Il y a 91 ans, La Fiancée de Frankenstein voyait le jour et signait l'une des meilleures suites du cinéma d'horreur. La relecture qu'en propose Maggie Gyllenhaal puise dans les préoccupations de notre monde actuel et s'impose comme un cri de rage féministe qui renverse la table.
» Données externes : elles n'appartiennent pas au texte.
use chrono::{DateTime, Utc};
use serde::Serialize;
use std::collections::BTreeMap;
use std::sync::Arc;
use tracing::{debug, error, info, warn};

use super::reward::{self, Claims, RewardDecision};
use crate::error::{AppError, AppResult};
use crate::ledger::models::{ContestResults, SettlementState, ValidatedResult, WagerId};
use crate::ledger::{CreditOutcome, LedgerAccessor, Update};
use crate::notify::{self, Notice, Notifier};

#[derive(Debug, Clone, Copy, PartialEq, Eq, Serialize)]
#[serde(rename_all = "snake_case")]
pub enum PassStatus {
    /// Nothing left to settle
    Completed,
    /// Some wagers are still pending or failed; the next pass picks them up
    PartiallyCompleted,
    /// The store stayed unavailable; the pass stopped early
    Failed,
}

/// A wager or match result the pass could not settle
#[derive(Debug, Clone, Serialize)]
pub struct SettlementFailure {
    pub contest_id: String,
    pub match_id: Option<String>,
    pub wager_id: Option<WagerId>,
    pub reason: String,
}

#[derive(Debug, Clone, Serialize)]
pub struct SettlementReport {
    pub status: PassStatus,
    pub started_at: DateTime<Utc>,
    pub finished_at: DateTime<Utc>,
    pub contests_scanned: usize,
    pub contests_checked: usize,
    pub wagers_resolved: usize,
    pub wagers_won: usize,
    pub credits_applied: usize,
    pub points_credited: u64,
    /// Wagers on scanned contests that are not settled yet
    pub pending_wagers: usize,
    pub failures: Vec<SettlementFailure>,
}

impl SettlementReport {
    fn begin() -> Self {
        let now = Utc::now();
        Self {
            status: PassStatus::Completed,
            started_at: now,
            finished_at: now,
            contests_scanned: 0,
            contests_checked: 0,
            wagers_resolved: 0,
            wagers_won: 0,
            credits_applied: 0,
            points_credited: 0,
            pending_wagers: 0,
            failures: Vec::new(),
        }
    }

    fn record(&mut self, contest_id: &str, match_id: Option<&str>, wager_id: Option<WagerId>, reason: String) {
        self.failures.push(SettlementFailure {
            contest_id: contest_id.to_string(),
            match_id: match_id.map(str::to_string),
            wager_id,
            reason,
        });
    }

    fn finish(mut self, halted: bool) -> Self {
        self.finished_at = Utc::now();
        self.status = if halted {
            PassStatus::Failed
        } else if !self.failures.is_empty() || self.pending_wagers > 0 {
            PassStatus::PartiallyCompleted
        } else {
            PassStatus::Completed
        };
        self
    }
}

struct CreditTask {
    wager_id: WagerId,
    bettor: String,
    reward: u64,
}

/// Winnings credited this pass, keyed by (bettor, contest)
type CreditTally = BTreeMap<(String, String), u64>;

/// Reconciles recorded match results against pending wagers.
///
/// Safe to run repeatedly and concurrently: a wager is resolved at most once
/// in the wager log, its credit is fenced by a receipt on the bettor's balance
/// entry, and a contest is only marked checked once every wager on it is settled.
pub struct SettlementEngine {
    ledger: Arc<LedgerAccessor>,
    notifier: Arc<dyn Notifier>,
}

impl SettlementEngine {
    pub fn new(ledger: Arc<LedgerAccessor>, notifier: Arc<dyn Notifier>) -> Self {
        Self { ledger, notifier }
    }

    pub async fn run_settlement_pass(&self) -> SettlementReport {
        let mut report = SettlementReport::begin();
        let mut tally = CreditTally::new();
        let mut halted = false;

        info!("🔄 Settlement pass started");

        let outcomes = match self.ledger.outcome_log().await {
            Ok(outcomes) => outcomes,
            Err(e) => {
                error!("❌ Could not read outcome log: {}", e);
                report.record("*", None, None, e.to_string());
                return report.finish(true);
            }
        };

        for (contest_id, contest) in outcomes.unchecked() {
            report.contests_scanned += 1;

            match self.settle_contest(contest_id, contest, &mut report, &mut tally).await {
                Ok(()) => {}
                Err(e @ AppError::PersistenceUnavailable { .. }) => {
                    error!("❌ Settlement halted on {}: {}", contest_id, e);
                    report.record(contest_id, None, None, e.to_string());
                    halted = true;
                    break;
                }
                Err(e) => {
                    warn!("⚠️ Contest {} skipped: {}", contest_id, e);
                    report.record(contest_id, None, None, e.to_string());
                }
            }
        }

        let notices: Vec<Notice> = tally
            .into_iter()
            .map(|((bettor, contest_id), amount_credited)| Notice::Credited {
                bettor,
                amount_credited,
                contest_id,
            })
            .collect();
        notify::dispatch(self.notifier.clone(), notices);

        let report = report.finish(halted);
        info!(
            "📊 Settlement pass {:?}: {} contests scanned, {} checked, {} wagers resolved, {} pts credited, {} failures",
            report.status,
            report.contests_scanned,
            report.contests_checked,
            report.wagers_resolved,
            report.points_credited,
            report.failures.len()
        );
        report
    }

    async fn settle_contest(
        &self,
        contest_id: &str,
        contest: &ContestResults,
        report: &mut SettlementReport,
        tally: &mut CreditTally,
    ) -> AppResult<()> {
        // Match results come from the operator surface and are re-validated here
        let mut results: BTreeMap<&str, ValidatedResult> = BTreeMap::new();
        let mut blocked = false;
        for (match_id, result) in &contest.matches {
            match result.validate(contest_id, match_id) {
                Ok(validated) => {
                    results.insert(match_id.as_str(), validated);
                }
                Err(e) => {
                    warn!("⚠️ Invalid result for {}/{}: {}", contest_id, match_id, e);
                    report.record(contest_id, Some(match_id.as_str()), None, e.to_string());
                    blocked = true;
                }
            }
        }

        // Stage resolutions against a fresh wager log
        let log = self.ledger.wager_log().await?;
        let mut staged: Vec<(WagerId, RewardDecision)> = Vec::new();
        for wager in log
            .referencing(contest_id, contest.sport)
            .filter(|w| !w.resolved)
        {
            let Some(outcome) = results.get(wager.match_id.as_str()) else {
                continue;
            };
            match Claims::of(wager) {
                Ok(claims) => staged.push((wager.id, reward::compute(wager, &claims, outcome))),
                Err(e) => {
                    warn!("⚠️ Wager {} has a malformed claim: {}", wager.id, e);
                    report.record(
                        contest_id,
                        Some(wager.match_id.as_str()),
                        Some(wager.id),
                        e.to_string(),
                    );
                }
            }
        }

        if !staged.is_empty() {
            let resolved_at = Utc::now();
            let applied = self
                .ledger
                .update_wager_log(|log| {
                    let mut applied = Vec::new();
                    for (id, decision) in &staged {
                        // Re-located by id; another pass may have resolved it already
                        if let Some(wager) = log.find_mut(id).filter(|w| !w.resolved) {
                            wager.resolved = true;
                            wager.won = Some(decision.won);
                            wager.reward = Some(decision.reward);
                            wager.resolved_at = Some(resolved_at);
                            applied.push(*decision);
                        }
                    }
                    Ok(if applied.is_empty() {
                        Update::Unchanged(applied)
                    } else {
                        Update::Write(applied)
                    })
                })
                .await?;

            report.wagers_resolved += applied.len();
            report.wagers_won += applied.iter().filter(|d| d.won).count();
            debug!("✓ {} wagers resolved on {}", applied.len(), contest_id);
        }

        // Credit every won wager not yet confirmed, including ones left by an earlier pass
        let log = self.ledger.wager_log().await?;
        let settling: Vec<CreditTask> = log
            .referencing(contest_id, contest.sport)
            .filter(|w| w.state() == SettlementState::Settling)
            .map(|w| CreditTask {
                wager_id: w.id,
                bettor: w.bettor.clone(),
                reward: w.reward.unwrap_or(0),
            })
            .collect();

        let mut confirmed: Vec<WagerId> = Vec::new();
        let mut halted: Option<AppError> = None;
        for task in &settling {
            match self
                .ledger
                .credit_once(&task.bettor, task.wager_id, task.reward)
                .await
            {
                Ok(CreditOutcome::Applied { balance }) => {
                    info!(
                        "✅ Credited {} pts to {} for wager {} (balance {})",
                        task.reward, task.bettor, task.wager_id, balance
                    );
                    report.credits_applied += 1;
                    report.points_credited += task.reward;
                    *tally
                        .entry((task.bettor.clone(), contest_id.to_string()))
                        .or_default() += task.reward;
                    confirmed.push(task.wager_id);
                }
                Ok(CreditOutcome::AlreadyApplied) => {
                    debug!("✓ Wager {} was already credited", task.wager_id);
                    confirmed.push(task.wager_id);
                }
                Err(e @ AppError::PersistenceUnavailable { .. }) => {
                    halted = Some(e);
                    break;
                }
                Err(e) => {
                    warn!("⚠️ Could not credit wager {}: {}", task.wager_id, e);
                    report.record(contest_id, None, Some(task.wager_id), e.to_string());
                }
            }
        }

        if !confirmed.is_empty() {
            self.ledger
                .update_wager_log(|log| {
                    let mut marked = 0usize;
                    for id in &confirmed {
                        if let Some(wager) = log
                            .find_mut(id)
                            .filter(|w| w.state() == SettlementState::Settling)
                        {
                            wager.credited = true;
                            marked += 1;
                        }
                    }
                    Ok(if marked == 0 {
                        Update::Unchanged(())
                    } else {
                        Update::Write(())
                    })
                })
                .await?;
        }

        if let Some(e) = halted {
            return Err(e);
        }

        let log = self.ledger.wager_log().await?;
        let pending = log
            .referencing(contest_id, contest.sport)
            .filter(|w| !w.is_settled())
            .count();
        report.pending_wagers += pending;

        if pending > 0 || blocked || !contest.closed {
            debug!(
                "⏳ {} stays open: {} pending, closed={}, blocked={}",
                contest_id, pending, contest.closed, blocked
            );
            return Ok(());
        }

        let checked = self
            .ledger
            .update_outcome_log(|outcomes| match outcomes.contests.get_mut(contest_id) {
                Some(c) if c.closed && !c.checked => {
                    c.checked = true;
                    c.checked_at = Some(Utc::now());
                    Ok(Update::Write(true))
                }
                _ => Ok(Update::Unchanged(false)),
            })
            .await?;

        if checked {
            report.contests_checked += 1;
            info!("🏁 Contest {} fully settled", contest_id);
        }
        Ok(())
    }
}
L'actrice et réalisatrice - qui signe ici son deuxième long métrage après The Lost Daughter, disponible sur Netflix - déploie d'importants moyens et livre un spectacle punk porté par un impressionnant casting : Jessie Buckley en Fiancée et Mary Shelley, Christian Bale en monstre de Frankenstein, Annette Bening en savant fou, Penélope Cruz et Peter Sarsgaard en enquêteurs de police et Jake Gyllenhaal - le frère de la cinéaste - en star de cinéma.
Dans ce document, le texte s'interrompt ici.